Western Digital Unveils the First 32TB HDD

Western Digital just unveiled the DC HC690, an ePMR UltraSMR HDD with a 32TB capacity. It's the largest hard drive to date, but it's not something you'd want to put in your PC.

The Ultrastar DC HC690 was first teased at a Western Digital earnings call in August 2024. Its record-breaking capacity stems from WD's UltraSMR technology, which was previously utilized in the company's 28TB DC HC680 drive.

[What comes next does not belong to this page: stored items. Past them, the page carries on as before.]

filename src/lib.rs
//! Snake Rank - a Snake game with a ranked leaderboard
//!
//! This library provides:
//! - Core simulation engine (game module)
//! - Player identity and leaderboard (scoring module)
//! - Terminal front end: input mapping, rendering and the interactive mode

pub mod game;
pub mod input;
pub mod metrics;
pub mod modes;
pub mod render;
pub mod scoring;
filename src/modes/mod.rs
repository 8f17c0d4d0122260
pub mod play;

pub use play::PlayMode;
use rand::Rng;
use serde::{Deserialize, Serialize};
use std::time::{SystemTime, UNIX_EPOCH};

/// Name recorded for players who never entered one
pub const ANONYMOUS: &str = "Anonymous";

const BASE36: &[u8] = b"0123456789abcdefghijklmnopqrstuvwxyz";

/// Identity attached to submitted scores
#[derive(Debug, Clone, PartialEq, Eq, Serialize, Deserialize)]
pub struct Player {
    pub id: String,
    pub name: String,
}

impl Player {
    /// Create a player with a freshly generated id
    pub fn new(name: &str) -> Self {
        Self {
            id: format!("player_{}_{}", unix_millis(), random_suffix()),
            name: display_name(name),
        }
    }

    /// Change the name; blank names are ignored
    pub fn rename(&mut self, new_name: &str) -> bool {
        let trimmed = new_name.trim();
        if trimmed.is_empty() {
            return false;
        }
        self.name = trimmed.to_string();
        true
    }
}

/// Trimmed name, or [`ANONYMOUS`] when nothing is left
pub fn display_name(name: &str) -> String {
    let trimmed = name.trim();
    if trimmed.is_empty() {
        ANONYMOUS.to_string()
    } else {
        trimmed.to_string()
    }
}

pub(crate) fn unix_millis() -> u64 {
    SystemTime::now()
        .duration_since(UNIX_EPOCH)
        .map(|d| d.as_millis() as u64)
        .unwrap_or(0)
}

/// Nine random base-36 characters
pub(crate) fn random_suffix() -> String {
    let mut rng = rand::thread_rng();
    (0..9)
        .map(|_| BASE36[rng.gen_range(0..BASE36.len())] as char)
        .collect()
}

UltraSMR is an advanced, proprietary version of traditional Shingled Magnetic Recording (SMR). It contains some neat data-integrity protection technology, though we're mainly interested in UltraSMR's use of energy-assisted Perpendicular Magnetic Recording (ePMR), a writing method that substantially increases a drive's areal density (the amount of usable surface area on a drive's internal platters). Each platter in the DC HC690 holds 2.90TB of data—it uses a somewhat unusual 11-platter design—so there's a total of 32TB.

A ton of storage is usually a blessing. But the DC HC690 is a hard drive. It's slow, offering sustained read-write speeds of 257MBps. It would take about two days of continuous data transfer to offload or rebuild this drive. Consumers or hobbyists who need a ridiculous amount of storage for a home server or database may be better off with an array of smaller drives, as they'll provide a higher effective transfer rate than a single, massive, slow HDD. For its part, Western Digital is marketing the DC HC690 as an enterprise-grade product for AI data centers.

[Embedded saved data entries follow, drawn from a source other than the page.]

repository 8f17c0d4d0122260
use snake_rank::game::{
    Clock, CollisionType, Direction, GameEngine, GameOver, GameSettings, ManualClock, Phase,
    Position, TickOutcome,
};

fn new_engine(seed: u64) -> (GameEngine<ManualClock>, ManualClock) {
    let clock = ManualClock::new(1_000);
    let engine = GameEngine::with_clock(GameSettings::default(), clock.clone()).with_seed(seed);
    (engine, clock)
}

/// Step time forward by exactly one tick interval and advance
fn tick(engine: &mut GameEngine<ManualClock>, clock: &ManualClock) -> TickOutcome {
    let now = clock.advance_by(engine.tick_interval_ms());
    engine.advance(now)
}

#[test]
fn test_eat_food_scenario() {
    let (mut engine, clock) = new_engine(11);
    assert_eq!(
        engine.snake().body,
        vec![
            Position::new(10, 10),
            Position::new(9, 10),
            Position::new(8, 10)
        ]
    );
    assert_eq!(engine.food(), Position::new(15, 15));

    engine.start();
    engine.set_direction(Direction::Right);

    for _ in 0..5 {
        assert_eq!(
            tick(&mut engine, &clock),
            TickOutcome::Moved { ate_food: false }
        );
    }
    assert_eq!(engine.snake().head(), Position::new(15, 10));
    assert_eq!(engine.snake().len(), 3);
    assert_eq!(engine.score(), 0);

    engine.set_direction(Direction::Down);
    for _ in 0..4 {
        tick(&mut engine, &clock);
    }
    assert_eq!(engine.snake().head(), Position::new(15, 14));
    assert_eq!(engine.score(), 0);

    assert_eq!(
        tick(&mut engine, &clock),
        TickOutcome::Moved { ate_food: true }
    );
    assert_eq!(engine.snake().head(), Position::new(15, 15));
    assert_eq!(engine.score(), 10);
    assert_eq!(engine.snake().len(), 4);
    assert_ne!(engine.food(), Position::new(15, 15));
    assert!(!engine.snake().occupies(engine.food()));
}

#[test]
fn test_wall_collision_on_exact_tick() {
    let (mut engine, clock) = new_engine(5);
    engine.start();

    // Can't reverse straight into Left, so go Up one row first
    engine.set_direction(Direction::Up);
    tick(&mut engine, &clock);
    engine.set_direction(Direction::Left);

    while engine.snake().head().x > 0 {
        tick(&mut engine, &clock);
        assert_eq!(engine.phase(), Phase::Playing);
    }
    assert_eq!(engine.snake().head(), Position::new(0, 9));

    let outcome = tick(&mut engine, &clock);
    assert_eq!(
        outcome,
        TickOutcome::GameOver(GameOver {
            score: 0,
            length: 3,
            collision: Some(CollisionType::Wall),
        })
    );
    assert_eq!(engine.phase(), Phase::Ended);
    // The crash is visible: the head sits off the board
    assert_eq!(engine.snake().head(), Position::new(-1, 9));

    // Frozen afterwards
    assert_eq!(tick(&mut engine, &clock), TickOutcome::Idle);
    assert_eq!(engine.snake().head(), Position::new(-1, 9));
}

#[test]
fn test_heads_stay_in_bounds_until_game_over() {
    let settings = GameSettings::default();
    let (width, height) = (settings.grid_width(), settings.grid_height());
    let turns = [Direction::Up, Direction::Left, Direction::Down, Direction::Right];

    for seed in 0..20u64 {
        let (mut engine, clock) = new_engine(seed);
        engine.start();

        for step in 0..400usize {
            if step % 7 == 0 {
                engine.set_direction(turns[(step / 7 + seed as usize) % turns.len()]);
            }
            match tick(&mut engine, &clock) {
                TickOutcome::GameOver(game_over) => {
                    let head = engine.snake().head();
                    if game_over.collision == Some(CollisionType::Wall) {
                        assert!(!head.is_within(width, height));
                    }
                    break;
                }
                TickOutcome::Moved { .. } => {
                    assert!(engine.snake().head().is_within(width, height));
                }
                TickOutcome::Idle => panic!("a full interval must produce a tick"),
            }
        }
    }
}

#[test]
fn test_no_reversal_between_committed_ticks() {
    let (mut engine, clock) = new_engine(2);
    engine.start();
    let inputs = [
        Direction::Left,
        Direction::Up,
        Direction::Down,
        Direction::Right,
        Direction::Left,
        Direction::Down,
        Direction::Up,
        Direction::Left,
    ];

    let mut previous = engine.direction();
    for pair in inputs.chunks(2) {
        for &d in pair {
            engine.set_direction(d);
        }
        if let TickOutcome::GameOver(_) = tick(&mut engine, &clock) {
            break;
        }
        let committed = engine.direction();
        assert!(!committed.is_opposite(previous));
        previous = committed;
    }
}

#[test]
fn test_growth_law() {
    let (mut engine, clock) = new_engine(8);
    engine.start();
    engine.set_direction(Direction::Down);

    // Snake from (10,10) going down hits food (15,15) only after turning
    let mut len = engine.snake().len();
    let mut score = engine.score();
    for step in 0..30 {
        if step == 5 {
            engine.set_direction(Direction::Right);
        }
        let food_before = engine.food();
        match tick(&mut engine, &clock) {
            TickOutcome::Moved { ate_food: true } => {
                assert_eq!(engine.snake().len(), len + 1);
                assert_eq!(engine.score(), score + 10);
                assert_ne!(engine.food(), food_before);
                assert!(!engine.snake().occupies(engine.food()));
            }
            TickOutcome::Moved { ate_food: false } => {
                assert_eq!(engine.snake().len(), len);
                assert_eq!(engine.score(), score);
                assert_eq!(engine.food(), food_before);
            }
            _ => break,
        }
        len = engine.snake().len();
        score = engine.score();
    }
    assert!(score >= 10);
}

#[test]
fn test_restart_matches_fresh_engine() {
    let fresh = new_engine(0).0.snapshot();

    for phase_steps in 0..4 {
        let (mut engine, clock) = new_engine(0);
        if phase_steps >= 1 {
            engine.start();
            tick(&mut engine, &clock);
        }
        if phase_steps == 2 {
            engine.pause();
        }
        if phase_steps == 3 {
            engine.end();
        }

        engine.restart();
        assert_eq!(engine.snapshot(), fresh);
        assert_eq!(engine.pending_direction(), Direction::Right);
    }
}

#[test]
fn test_pause_does_not_count_toward_next_tick() {
    let (mut engine, clock) = new_engine(1);
    engine.start();

    clock.advance_by(100);
    assert_eq!(engine.advance_now(), TickOutcome::Idle);
    engine.pause();

    // A long break
    clock.advance_by(60_000);
    assert_eq!(engine.advance_now(), TickOutcome::Idle);
    engine.resume();
    let resumed_at = clock.now_ms();

    clock.set(resumed_at + 1);
    assert_eq!(engine.advance_now(), TickOutcome::Idle);
    assert_eq!(engine.snake().head(), Position::new(10, 10));

    clock.set(resumed_at + 149);
    assert_eq!(engine.advance_now(), TickOutcome::Idle);

    clock.set(resumed_at + 150);
    assert_eq!(
        engine.advance_now(),
        TickOutcome::Moved { ate_food: false }
    );
    assert_eq!(engine.snake().head(), Position::new(11, 10));
}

I should point out that Seagate is also developing a 32TB HDD with ePMR technology. The company expects to build 120TB HDDs by the end of the decade, though it's yet to reveal a working 32TB drive.

You can't buy the Ultrastar DC HC690 today, as it's currently limited to enterprise customers. However, Western Digital is selling a 26TB enterprise-class HDD to anyone who wants to buy it.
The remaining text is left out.